When I say I ascribe to a philosophy and life of nonviolent resistance to the powers and principalities that be, it is not just a nice statement about my being in the world.  No, on the contrary that is a very weighty statement that requires much responsibility.  It means that, as my friends of color have pointed out, I have to resist the violent SYSTEMS too.  Those being, especially economic, social and political. Thus, nonviolence doesn’t just require me to show up in protest of unjust action, it requires daily denial of the privilege that my white, American, middle class, straight, Christian, able bodied status has afforded me.  This plays out in many ways, namely in the way I am perceived, monetarily and in the power I hold in most circumstances.

It is funny that those we Christians label (perhaps one of the most dangerous acts we can participate in) as Atheist, Muslim, evil, sinful, Buddhist, other,  etc, are the ones who seem to be seeking the Kingdom more than those who call themselves disciples of Jesus. Namely, this was revealed in the 2016 presidential election, and in subsequent events.  It is fascinating how in my experience, the most vocal advocates of justice and equality are those are not “Christian.” Again, those at the table are the ones we least expect. The state of the Church in American, and the Western world deeply saddens me and simultaneously invigorates me.  Hearing the stories and perspectives from Christians in very marginalized communities reminded me of why I want to be a student of Jesus. Not the student of white washed, colonizer Jesus, but a student of the subversive, contemplative, fully human and fully divine Jesus.  

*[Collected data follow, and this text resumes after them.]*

//! HTTP server for skilltreed.

use crate::routes;
use anyhow::Result;
use axum::Router;
use skilltree_common::LedgerStore;
use std::sync::Arc;
use std::time::Instant;
use tower_http::cors::CorsLayer;
use tower_http::trace::TraceLayer;
use tracing::info;

/// Application state shared across handlers.
pub struct AppState {
    pub store: LedgerStore,
    pub start_time: Instant,
}

impl AppState {
    pub fn new(store: LedgerStore) -> Self {
        Self {
            store,
            start_time: Instant::now(),
        }
    }
}

/// Assemble the router. Split out from [`run`] so tests can drive it
/// in-process.
pub fn app(state: Arc<AppState>) -> Router {
    Router::new()
        .merge(routes::account_routes())
        .merge(routes::course_routes())
        .merge(routes::health_routes())
        .with_state(state)
        .layer(TraceLayer::new_for_http())
        // The browser frontend calls this API cross-origin.
        .layer(CorsLayer::permissive())
}

/// Run the HTTP server until the process is stopped.
pub async fn run(state: AppState, addr: &str) -> Result<()> {
    let app = app(Arc::new(state));

    let listener = tokio::net::TcpListener::bind(addr).await?;
    info!("Listening on http://{addr}");

    axum::serve(listener, app).await?;
    Ok(())
}
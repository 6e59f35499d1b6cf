//! Daemon configuration.
//!
//! Read from a TOML file when one is given (or found at the default
//! location); every field has a default so running with no config works.

use anyhow::{Context, Result};
use serde::{Deserialize, Serialize};
use std::path::{Path, PathBuf};

/// Default config location.
pub const SYSTEM_CONFIG_PATH: &str = "/etc/skilltree/skilltreed.toml";

const DB_FILE: &str = "ledger.db";

#[derive(Debug, Clone, Serialize, Deserialize)]
pub struct DaemonConfig {
    /// Address the HTTP API binds to.
    #[serde(default = "default_listen_addr")]
    pub listen_addr: String,

    /// Directory holding the ledger database.
    #[serde(default = "default_data_dir")]
    pub data_dir: PathBuf,

    /// Activity-feed page size when the caller does not pass a limit.
    #[serde(default = "default_activity_limit")]
    pub activity_limit: u32,
}

fn default_listen_addr() -> String {
    "127.0.0.1:7868".to_string()
}

fn default_data_dir() -> PathBuf {
    PathBuf::from("/var/lib/skilltree")
}

fn default_activity_limit() -> u32 {
    20
}

impl Default for DaemonConfig {
    fn default() -> Self {
        Self {
            listen_addr: default_listen_addr(),
            data_dir: default_data_dir(),
            activity_limit: default_activity_limit(),
        }
    }
}

impl DaemonConfig {
    /// Load from an explicit path, or the system path if it exists,
    /// or fall back to defaults.
    pub fn load(path: Option<&Path>) -> Result<Self> {
        let path = match path {
            Some(p) => p.to_path_buf(),
            None => {
                let system = PathBuf::from(SYSTEM_CONFIG_PATH);
                if !system.exists() {
                    return Ok(Self::default());
                }
                system
            }
        };

        let raw = std::fs::read_to_string(&path)
            .with_context(|| format!("Failed to read config: {}", path.display()))?;
        toml::from_str(&raw).with_context(|| format!("Invalid config: {}", path.display()))
    }

    pub fn db_path(&self) -> PathBuf {
        self.data_dir.join(DB_FILE)
    }
}
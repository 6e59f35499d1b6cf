//! XP and level progression math.
//!
//! Levels start at 1. Advancing from level L to L+1 costs `100 * L` XP,
//! consumed cumulatively: 100 to reach level 2, then 200 more for level 3,
//! then 300 more, and so on. Rank is a coarse label over the level.
//!
//! Everything here is a total function: bad input is clamped, never rejected.

use serde::{Deserialize, Serialize};
use std::fmt;

/// Where an XP total sits on the level curve.
#[derive(Debug, Clone, Copy, PartialEq, Eq, Serialize, Deserialize)]
pub struct Progress {
    /// Current level, starts at 1.
    pub level: u32,
    /// XP earned past the current level's threshold. Always `< xp_to_next`.
    pub xp_into_level: u64,
    /// XP cost to advance from the current level to the next (`100 * level`).
    pub xp_to_next: u64,
}

/// Map a cumulative XP total onto the level curve.
///
/// An exact threshold belongs to the next level: `progress(100)` is level 2
/// with 0 XP into it, not level 1 at 100/100.
pub fn progress(total_xp: u64) -> Progress {
    let mut level: u32 = 1;
    let mut xp_needed: u64 = 100;
    let mut remaining = total_xp;

    while remaining >= xp_needed {
        remaining -= xp_needed;
        level += 1;
        xp_needed += 100;
    }

    Progress {
        level,
        xp_into_level: remaining,
        xp_to_next: xp_needed,
    }
}

/// Like [`progress`], for totals read from storage as signed integers.
/// Negative input clamps to 0.
pub fn progress_signed(total_xp: i64) -> Progress {
    progress(total_xp.max(0) as u64)
}

/// Coarse rank label derived from level.
#[derive(Debug, Clone, Copy, PartialEq, Eq, Serialize, Deserialize)]
pub enum Rank {
    Novice,
    Intermediate,
    Advanced,
}

impl Rank {
    pub fn as_str(&self) -> &'static str {
        match self {
            Rank::Novice => "Novice",
            Rank::Intermediate => "Intermediate",
            Rank::Advanced => "Advanced",
        }
    }
}

impl fmt::Display for Rank {
    fn fmt(&self, f: &mut fmt::Formatter<'_>) -> fmt::Result {
        f.write_str(self.as_str())
    }
}

/// Levels 1-2 are Novice, 3-4 Intermediate, 5 and up Advanced.
pub fn rank_for_level(level: u32) -> Rank {
    if level >= 5 {
        Rank::Advanced
    } else if level >= 3 {
        Rank::Intermediate
    } else {
        Rank::Novice
    }
}

#[cfg(test)]
mod tests {
    use super::*;

    #[test]
    fn test_level_one_at_zero_xp() {
        let p = progress(0);
        assert_eq!((p.level, p.xp_into_level, p.xp_to_next), (1, 0, 100));
    }

    #[test]
    fn test_exact_thresholds_belong_to_next_level() {
        let cases = [
            (100, (2, 0, 200)),
            (300, (3, 0, 300)),
            (600, (4, 0, 400)),
            (1000, (5, 0, 500)),
        ];
        for (xp, expected) in cases {
            let p = progress(xp);
            assert_eq!(
                (p.level, p.xp_into_level, p.xp_to_next),
                expected,
                "total_xp = {xp}"
            );
        }
    }

    #[test]
    fn test_partial_progress_inside_a_level() {
        let p = progress(150);
        assert_eq!((p.level, p.xp_into_level, p.xp_to_next), (2, 50, 200));

        let p = progress(99);
        assert_eq!((p.level, p.xp_into_level, p.xp_to_next), (1, 99, 100));
    }

    #[test]
    fn test_level_is_monotonic_in_xp() {
        let mut last_level = 0;
        for xp in 0..=5000 {
            let p = progress(xp);
            assert!(p.level >= last_level, "level dropped at xp {xp}");
            last_level = p.level;
        }
    }

    #[test]
    fn test_remainder_is_bounded() {
        for xp in (0..=20_000).step_by(37) {
            let p = progress(xp);
            assert!(
                p.xp_into_level < p.xp_to_next,
                "remainder overflow at xp {xp}: {p:?}"
            );
            assert_eq!(p.xp_to_next, 100 * p.level as u64);
        }
    }

    #[test]
    fn test_negative_totals_clamp_to_zero() {
        assert_eq!(progress_signed(-500), progress(0));
        assert_eq!(progress_signed(0), progress(0));
        assert_eq!(progress_signed(250), progress(250));
    }

    #[test]
    fn test_rank_mapping() {
        assert_eq!(rank_for_level(1), Rank::Novice);
        assert_eq!(rank_for_level(2), Rank::Novice);
        assert_eq!(rank_for_level(3), Rank::Intermediate);
        assert_eq!(rank_for_level(4), Rank::Intermediate);
        for level in 5..=10 {
            assert_eq!(rank_for_level(level), Rank::Advanced);
        }
    }
}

In an attempt to bring this very long and scattered reflection to a close, I want to add that these are just a weeks ponderings on a lifelong journey of nonviolent activism and resistance.  If there is one thing I have learned recently, it is that certainty is death. I must learn to hold all things with an open hand. Like all things, I am constantly evolving, so perhaps in another week, month or year, I will look back at these ideas and laugh, like I do with most things I write.  But these are my honest words that I believe with my whole heart in this moment. I would like to end this in the way we ended our time together at the workshop, in lament. We sang a song, “Senzeni Na,” which is Xhosa and Zulu song we could equate to the American protest song “We Shall Overcome.”  Senzeni Na means, “what have we done” and as it was described to me, this song was sang as the Xhosa and Zulu people buried their dead during apartheid, knowing full and well that as the song ended, they would again be attacked, oppressed and killed by the violent apartheid regime operating in their communities.  And what had they done? Their only crime was being black, as one version of the song puts it. And as I sang along, I was overcome by grief, and the words “what have we done” became my words. I lamented for what has and has not been done in the name of God, the climate of my nation and at the current state of our world.  Where is the ubuntu? Where is the love? Where is the peace? But gathered in this community of lament, none of whom I knew, but was intrinsically connected too, there was tangible hope. In the face of sorrow and injustice, we too had faith that we shall overcome.